Propensity score matching is often used to balance 2 treatment groups but the method can also be used to balance patients across other exposures. 31 Although we consider propensity score matching a strength of our study, it may not balance unmeasured confounders. We were able to match all patients with pneumonia with control patients without pneumonia, with acceptable matching in most covariates before surgery. The stratification of patients into surgical procedure subgroups provided well defined and homogeneous study groups. The relatively low number of patients with pneumonia included and the observational nature of our study are 2 limitations that restrict its external validity. The selection of patients as well as the management of the perioperative period may vary very widely in cardiac surgical units, specially the duration of mechanical ventilation after cardiac surgery, an important factor leading to pneumonia. Finally, we were not able to provide information on quality of life and cause of death after discharge.
Conclusions
This study shows that patients undergoing cardiac surgery who acquired pneumonia in the ICU have a bad hospital mortality and a poor long-term prognosis.
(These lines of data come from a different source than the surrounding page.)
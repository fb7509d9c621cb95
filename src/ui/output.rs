//! Output functions for consistent CLI formatting

use super::context::UiContext;
use console::style;

/// Display a success step with detail
pub fn step_ok_detail(ctx: &UiContext, message: &str, detail: &str) {
    if ctx.use_fancy_output() {
        cliclack::log::success(format!("{} ({})", message, style(detail).dim())).ok();
    } else {
        println!("  {} {} ({})", style("[OK]").green(), message, detail);
    }
}

/// Display a warning step with hint
pub fn step_warn_hint(ctx: &UiContext, message: &str, hint: &str) {
    if ctx.use_fancy_output() {
        cliclack::log::warning(format!("{} - {}", message, style(hint).dim())).ok();
    } else {
        println!("  {} {} - {}", style("[WARN]").yellow(), message, hint);
    }
}

/// Print styled key-value pair
pub fn key_value(ctx: &UiContext, key: &str, value: &str) {
    if ctx.use_fancy_output() {
        println!("  {}: {}", style(key).dim(), value);
    } else {
        println!("  {}: {}", key, value);
    }
}
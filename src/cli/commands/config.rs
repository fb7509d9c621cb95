//! Config command - show or edit configuration

use crate::cli::args::{ConfigAction, ConfigArgs};
use crate::config::{Config, ConfigManager};
use crate::error::RateviewResult;
use crate::ui::{self, UiContext};

/// Execute the config command
pub async fn execute(
    args: ConfigArgs,
    manager: &ConfigManager,
    config: &Config,
) -> RateviewResult<()> {
    match args.action {
        None | Some(ConfigAction::Show) => show_config(config),
        Some(ConfigAction::Path) => show_path(manager),
        Some(ConfigAction::Init { force }) => init_config(manager, force).await?,
    }

    Ok(())
}

fn show_config(config: &Config) {
    let toml =
        toml::to_string_pretty(config).unwrap_or_else(|_| "Error serializing config".to_string());
    println!("{}", toml);
}

fn show_path(manager: &ConfigManager) {
    println!("{}", manager.path().display());
}

async fn init_config(manager: &ConfigManager, force: bool) -> RateviewResult<()> {
    let ctx = UiContext::detect();
    let path = manager.path();

    if path.exists() && !force {
        ui::step_warn_hint(
            &ctx,
            &format!("Config already exists at {}", path.display()),
            "Use --force to overwrite",
        );
        return Ok(());
    }

    let config = Config::default();
    manager.save(&config).await?;

    ui::step_ok_detail(
        &ctx,
        "Configuration initialized",
        &path.display().to_string(),
    );

    Ok(())
}
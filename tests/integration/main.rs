//! Integration tests for rateview

mod cli_tests {
    use assert_cmd::{cargo::cargo_bin_cmd, Command};
    use predicates::prelude::*;
    use std::path::Path;

    fn rateview() -> Command {
        cargo_bin_cmd!("rateview")
    }

    /// Config pointing at a closed local port, so a fetch fails fast
    /// without touching the network.
    fn unreachable_source_config(dir: &Path) -> String {
        let path = dir.join("config.toml");
        std::fs::write(
            &path,
            r#"
[source]
url = "http://127.0.0.1:9/rates"
pointer = "/rates/VND"
timeout_secs = 1

[display]
label = "USD/VND"
fallback = 25000.0
precision = 0
"#,
        )
        .unwrap();
        path.display().to_string()
    }

    #[test]
    fn help_displays() {
        rateview()
            .arg("--help")
            .assert()
            .success()
            .stdout(predicate::str::contains("shared exchange-rate viewer"));
    }

    #[test]
    fn version_displays() {
        rateview()
            .arg("--version")
            .assert()
            .success()
            .stdout(predicate::str::contains("rateview"));
    }

    #[test]
    fn config_path() {
        rateview()
            .args(["config", "path"])
            .assert()
            .success()
            .stdout(predicate::str::contains("config.toml"));
    }

    #[test]
    fn config_show() {
        let temp = tempfile::TempDir::new().unwrap();
        let missing = temp.path().join("absent.toml").display().to_string();
        rateview()
            .args(["--config", &missing, "config", "show"])
            .assert()
            .success()
            .stdout(predicate::str::contains("[source]"))
            .stdout(predicate::str::contains("fallback = 25000"));
    }

    #[test]
    fn config_init_writes_file() {
        let temp = tempfile::TempDir::new().unwrap();
        let path = temp.path().join("config.toml");
        let path_arg = path.display().to_string();

        rateview()
            .args(["--config", &path_arg, "config", "init"])
            .assert()
            .success()
            .stdout(predicate::str::contains("Configuration initialized"));
        assert!(path.exists());

        // A second init refuses to overwrite without --force.
        rateview()
            .args(["--config", &path_arg, "config", "init"])
            .assert()
            .success()
            .stdout(predicate::str::contains("already exists"));
    }

    #[test]
    fn show_falls_back_when_source_unreachable() {
        let temp = tempfile::TempDir::new().unwrap();
        let config = unreachable_source_config(temp.path());

        rateview()
            .args(["--config", &config, "show"])
            .assert()
            .success()
            .stdout(predicate::str::contains("25000"))
            .stdout(predicate::str::contains("fallback"));
    }

    #[test]
    fn show_many_consumers_share_one_cache() {
        let temp = tempfile::TempDir::new().unwrap();
        let config = unreachable_source_config(temp.path());

        rateview()
            .args(["--config", &config, "show", "-n", "3", "--stats"])
            .assert()
            .success()
            .stdout(predicate::str::contains("consumers: 3"))
            .stdout(predicate::str::contains("fetches in flight: 0"));
    }
}
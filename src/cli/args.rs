//! CLI argument definitions using clap derive

use clap::{ArgAction, Parser, Subcommand};
use std::path::PathBuf;

/// Rateview - shared exchange-rate viewer
///
/// Serves an externally fetched rate to any number of concurrent
/// consumers from a single-flight cache: at most one fetch per
/// process, shared by everyone.
#[derive(Parser, Debug)]
#[command(name = "rateview")]
#[command(author, version, long_about = None)]
#[command(propagate_version = true)]
pub struct Cli {
    /// Subcommand to execute
    #[command(subcommand)]
    pub command: Commands,

    /// Increase verbosity (-v info, -vv debug)
    #[arg(short, long, global = true, action = ArgAction::Count)]
    pub verbose: u8,

    /// Configuration file path
    #[arg(short, long, global = true, env = "RATEVIEW_CONFIG")]
    pub config: Option<PathBuf>,
}

/// Available commands
#[derive(Subcommand, Debug)]
pub enum Commands {
    /// Fetch and display the configured rate
    Show(ShowArgs),

    /// Show or edit configuration
    Config(ConfigArgs),
}

/// Arguments for the show command
#[derive(Parser, Debug)]
pub struct ShowArgs {
    /// Number of concurrent consumers to mount (all share one fetch)
    #[arg(short = 'n', long, default_value = "1")]
    pub consumers: u32,

    /// Print cache statistics after the value settles
    #[arg(long)]
    pub stats: bool,
}

/// Arguments for the config command
#[derive(Parser, Debug)]
pub struct ConfigArgs {
    /// Subcommand for config
    #[command(subcommand)]
    pub action: Option<ConfigAction>,
}

/// Config subcommands
#[derive(Subcommand, Debug)]
pub enum ConfigAction {
    /// Show current configuration
    Show,

    /// Show configuration file path
    Path,

    /// Initialize default configuration
    Init {
        /// Overwrite existing configuration
        #[arg(short, long)]
        force: bool,
    },
}
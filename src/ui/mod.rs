//! UI module for consistent terminal output
//!
//! Uses `cliclack` log lines and spinners in interactive terminals,
//! with automatic fallback to plain output in CI/non-interactive
//! environments.

mod context;
mod output;
mod progress;

pub use context::UiContext;
pub use output::{key_value, step_ok_detail, step_warn_hint};
pub use progress::TaskSpinner;
//! CLI command implementations

pub mod config;
pub mod show;

pub use config::execute as config;
pub use show::execute as show;
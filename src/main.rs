//! Rateview - shared exchange-rate viewer
//!
//! CLI entry point that dispatches to subcommands.

use clap::Parser;
use console::style;
use rateview::cli::{Cli, Commands};
use rateview::config::ConfigManager;
use rateview::error::RateviewResult;
use std::process::ExitCode;
use tracing_subscriber::EnvFilter;

#[tokio::main]
async fn main() -> ExitCode {
    match run().await {
        Ok(()) => ExitCode::SUCCESS,
        Err(e) => {
            eprintln!("{} {}", style("Error:").red().bold(), e);
            if let Some(hint) = e.hint() {
                eprintln!("{} {}", style("Hint:").yellow(), hint);
            }
            ExitCode::FAILURE
        }
    }
}

async fn run() -> RateviewResult<()> {
    let cli = Cli::parse();

    // Initialize logging: 0 = warn (spinners only), 1 = info, 2+ = debug
    let filter = match cli.verbose {
        0 => EnvFilter::new("rateview=warn"),
        1 => EnvFilter::new("rateview=info"),
        _ => EnvFilter::new("rateview=debug"),
    };

    tracing_subscriber::fmt()
        .with_env_filter(filter)
        .with_target(false)
        .without_time()
        .init();

    // Load configuration
    let config_manager = if let Some(ref path) = cli.config {
        ConfigManager::with_path(path.clone())
    } else {
        ConfigManager::new()
    };
    let config = config_manager.load().await?;

    // Dispatch to command
    match cli.command {
        Commands::Show(args) => rateview::cli::commands::show(args, &config).await,
        Commands::Config(args) => {
            rateview::cli::commands::config(args, &config_manager, &config).await
        }
    }
}
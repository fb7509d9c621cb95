//! Fetcher abstraction for asynchronously produced values
//!
//! A [`Fetcher`] is the injected collaborator that actually obtains a
//! value: an HTTP client, a database read, a test closure. The cache
//! invokes it at most once per miss and fans the outcome out to every
//! attached caller, so [`FetchError`] is cloneable.

pub mod http;

pub use http::JsonValueFetcher;

use async_trait::async_trait;
use std::future::Future;
use thiserror::Error;

/// Errors a fetch operation can settle with
#[derive(Debug, Clone, PartialEq, Eq, Error)]
pub enum FetchError {
    /// The request could not be carried out (connection, TLS, timeout)
    #[error("transport error: {0}")]
    Transport(String),

    /// The response arrived but did not contain a usable value
    #[error("malformed response: {0}")]
    Malformed(String),

    /// The fetch task died before settling
    #[error("fetch aborted before settling")]
    Aborted,
}

/// An injected asynchronous source for a cacheable value
///
/// Implementations need no retry or backoff behavior of their own; a
/// failed fetch leaves the cache empty and the next request starts a
/// fresh attempt.
#[async_trait]
pub trait Fetcher<T>: Send + Sync {
    /// Produce the value, or fail
    async fn fetch(&self) -> Result<T, FetchError>;
}

/// Adapter turning a closure into a [`Fetcher`]
///
/// Built with [`fetch_fn`]; mostly useful in tests and embeddings that
/// have no dedicated fetcher type.
#[derive(Clone)]
pub struct FetchFn<F>(F);

/// Wrap a `Fn() -> Future` closure as a [`Fetcher`]
pub fn fetch_fn<T, F, Fut>(f: F) -> FetchFn<F>
where
    T: Send,
    F: Fn() -> Fut + Send + Sync,
    Fut: Future<Output = Result<T, FetchError>> + Send,
{
    FetchFn(f)
}

#[async_trait]
impl<T, F, Fut> Fetcher<T> for FetchFn<F>
where
    T: Send,
    F: Fn() -> Fut + Send + Sync,
    Fut: Future<Output = Result<T, FetchError>> + Send,
{
    async fn fetch(&self) -> Result<T, FetchError> {
        (self.0)().await
    }
}
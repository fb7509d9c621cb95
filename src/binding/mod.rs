//! Lifecycle-bound consumer views of cached values
//!
//! A [`Binding`] bridges a consuming element's mount/unmount lifecycle
//! to the cache: it surfaces a `(value, is_loading)` pair, requests the
//! value on a cold mount, and tolerates being torn down before the
//! fetch settles. Tearing a binding down clears its liveness flag and
//! nothing else; it never cancels the underlying fetch and never
//! disturbs other bindings attached to the same operation.

use crate::cache::ResourceCache;
use crate::fetch::Fetcher;
use std::sync::atomic::{AtomicBool, Ordering};
use std::sync::{Arc, Mutex, PoisonError};
use tokio::sync::watch;
use tracing::{debug, warn};
use uuid::Uuid;

/// What the consuming element renders
#[derive(Debug, Clone, PartialEq)]
pub struct View<T> {
    /// Cached, resolved, or fallback value
    pub value: T,

    /// True until the pending fetch settles
    pub is_loading: bool,
}

/// Lifecycle state of a binding
///
/// `Resolved` and `StaleDiscarded` are terminal. `StaleDiscarded` is
/// reached only when the fetch settles after the binding was torn
/// down; an unmounted binding whose fetch never settles stays
/// `Loading`.
#[derive(Debug, Clone, Copy, PartialEq, Eq)]
pub enum BindingStatus {
    Loading,
    Resolved,
    StaleDiscarded,
}

/// Per-mount subscription to a cached value
///
/// A warm mount (value already cached) resolves immediately and never
/// updates again. A cold mount surfaces the fallback with
/// `is_loading = true`, issues a request, and publishes the settled
/// view — unless the binding was unmounted first, in which case the
/// resolution is discarded without touching any shared state.
pub struct Binding<T> {
    id: Uuid,
    key: String,
    alive: Arc<AtomicBool>,
    status: Arc<Mutex<BindingStatus>>,
    view_rx: watch::Receiver<View<T>>,
}

impl<T> Binding<T>
where
    T: Clone + Send + Sync + 'static,
{
    /// Mount a binding for `key`, with `fallback` shown while loading
    /// (and kept if the fetch fails)
    pub fn mount<F>(cache: &ResourceCache<T>, key: &str, fetcher: F, fallback: T) -> Self
    where
        F: Fetcher<T> + 'static,
    {
        let id = Uuid::new_v4();
        let alive = Arc::new(AtomicBool::new(true));

        if let Some(value) = cache.peek(key) {
            debug!(%id, key, "mounted on warm cache");
            let (_tx, view_rx) = watch::channel(View {
                value,
                is_loading: false,
            });
            return Self {
                id,
                key: key.to_string(),
                alive,
                status: Arc::new(Mutex::new(BindingStatus::Resolved)),
                view_rx,
            };
        }

        debug!(%id, key, "mounted cold, requesting fetch");
        let (tx, view_rx) = watch::channel(View {
            value: fallback.clone(),
            is_loading: true,
        });
        let status = Arc::new(Mutex::new(BindingStatus::Loading));

        let cache = cache.clone();
        let task_key = key.to_string();
        let task_alive = Arc::clone(&alive);
        let task_status = Arc::clone(&status);
        tokio::spawn(async move {
            let resolved = cache.request(&task_key, fetcher).await;

            if !task_alive.load(Ordering::Acquire) {
                // Owner torn down mid-flight; the result is dropped on
                // the floor without touching shared state.
                debug!(%id, key = %task_key, "discarding resolution for unmounted binding");
                set_status(&task_status, BindingStatus::StaleDiscarded);
                return;
            }

            match resolved {
                Ok(value) => {
                    let _ = tx.send(View {
                        value,
                        is_loading: false,
                    });
                }
                Err(err) => {
                    warn!(%id, key = %task_key, error = %err, "fetch failed, keeping fallback");
                    let _ = tx.send(View {
                        value: fallback,
                        is_loading: false,
                    });
                }
            }
            set_status(&task_status, BindingStatus::Resolved);
        });

        Self {
            id,
            key: key.to_string(),
            alive,
            status,
            view_rx,
        }
    }

    /// Current view snapshot
    pub fn view(&self) -> View<T> {
        self.view_rx.borrow().clone()
    }

    /// Watch channel for the element to re-render on updates
    ///
    /// Warm-mounted bindings never publish again; their channel reads
    /// as already settled.
    pub fn subscribe(&self) -> watch::Receiver<View<T>> {
        self.view_rx.clone()
    }

    /// Lifecycle state of this binding
    pub fn status(&self) -> BindingStatus {
        *self.status.lock().unwrap_or_else(PoisonError::into_inner)
    }

    /// Identifier used in log output
    pub fn id(&self) -> Uuid {
        self.id
    }

    /// The resource key this binding reads
    pub fn key(&self) -> &str {
        &self.key
    }

    /// Whether the owning element is still mounted
    pub fn is_mounted(&self) -> bool {
        self.alive.load(Ordering::Acquire)
    }

    /// Tear the binding down
    ///
    /// Clears the liveness flag and nothing else; idempotent. The
    /// underlying fetch, the cache, and every other binding are
    /// unaffected.
    pub fn unmount(&self) {
        if self.alive.swap(false, Ordering::AcqRel) {
            debug!(id = %self.id, key = %self.key, "binding unmounted");
        }
    }
}

impl<T> Drop for Binding<T> {
    fn drop(&mut self) {
        self.alive.store(false, Ordering::Release);
    }
}

fn set_status(status: &Mutex<BindingStatus>, next: BindingStatus) {
    let mut status = status.lock().unwrap_or_else(PoisonError::into_inner);
    *status = next;
}
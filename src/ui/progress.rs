//! Progress indicators with CI fallback

use super::context::UiContext;
use console::style;

/// A task spinner with CI fallback
pub struct TaskSpinner {
    spinner: Option<cliclack::ProgressBar>,
    interactive: bool,
}

impl TaskSpinner {
    /// Create a new spinner (shows immediately in interactive mode)
    pub fn new(ctx: &UiContext) -> Self {
        Self {
            spinner: None,
            interactive: ctx.use_fancy_output(),
        }
    }

    /// Start the spinner with a message
    pub fn start(&mut self, message: &str) {
        if self.interactive {
            let spinner = cliclack::spinner();
            spinner.start(message);
            self.spinner = Some(spinner);
        } else {
            // Plain output for CI
            println!("{} {}", style("...").dim(), message);
        }
    }

    /// Clear the spinner without any message
    pub fn clear(&mut self) {
        if let Some(spinner) = self.spinner.take() {
            spinner.clear();
        }
    }
}
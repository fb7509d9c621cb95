//! Error types for rateview
//!
//! All modules use `RateviewResult<T>` as their return type.

use crate::fetch::FetchError;
use std::path::PathBuf;
use thiserror::Error;

/// Result type alias for rateview operations
pub type RateviewResult<T> = Result<T, RateviewError>;

/// All errors that can occur in rateview
#[derive(Error, Debug)]
pub enum RateviewError {
    // Configuration errors
    #[error("Invalid configuration at {path}: {reason}")]
    ConfigInvalid { path: PathBuf, reason: String },

    #[error("Failed to create config directory {path}: {source}")]
    ConfigDirCreate {
        path: PathBuf,
        #[source]
        source: std::io::Error,
    },

    // Fetch errors
    #[error("Fetch failed for {key}: {source}")]
    Fetch {
        key: String,
        #[source]
        source: FetchError,
    },

    // IO errors
    #[error("IO error: {context}")]
    Io {
        context: String,
        #[source]
        source: std::io::Error,
    },

    // Serialization errors
    #[error("TOML serialize error: {0}")]
    TomlSerialize(#[from] toml::ser::Error),

    // General errors
    #[error("{0}")]
    User(String),
}

impl RateviewError {
    /// Create an IO error with context
    pub fn io(context: impl Into<String>, source: std::io::Error) -> Self {
        Self::Io {
            context: context.into(),
            source,
        }
    }

    /// Create a fetch error for a resource key
    pub fn fetch(key: impl Into<String>, source: FetchError) -> Self {
        Self::Fetch {
            key: key.into(),
            source,
        }
    }

    /// Check if error is retryable
    ///
    /// A failed fetch never populates the cache, so the next request
    /// for the same key starts fresh.
    pub fn is_retryable(&self) -> bool {
        matches!(self, Self::Fetch { .. })
    }

    /// Get actionable hint for the error
    pub fn hint(&self) -> Option<&'static str> {
        match self {
            Self::Fetch { .. } => Some("Check [source].url in the config file"),
            Self::ConfigInvalid { .. } => Some("Run: rateview config init --force"),
            _ => None,
        }
    }
}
Pneumonia is an independent predictor of late mortality following cardiac surgery.
Footnotes
Declaration of Conflicting Interests
The author(s) declared no potential conflicts of interest with respect to the research, authorship, and/or publication of this article.
Funding
The author(s) disclosed receipt of the following financial support for the research, authorship, and/or publication of this article: Merck, Sharp and Dohme- Spain signed an agreement with Health Service of Balearic Islands to partly fund our data bank.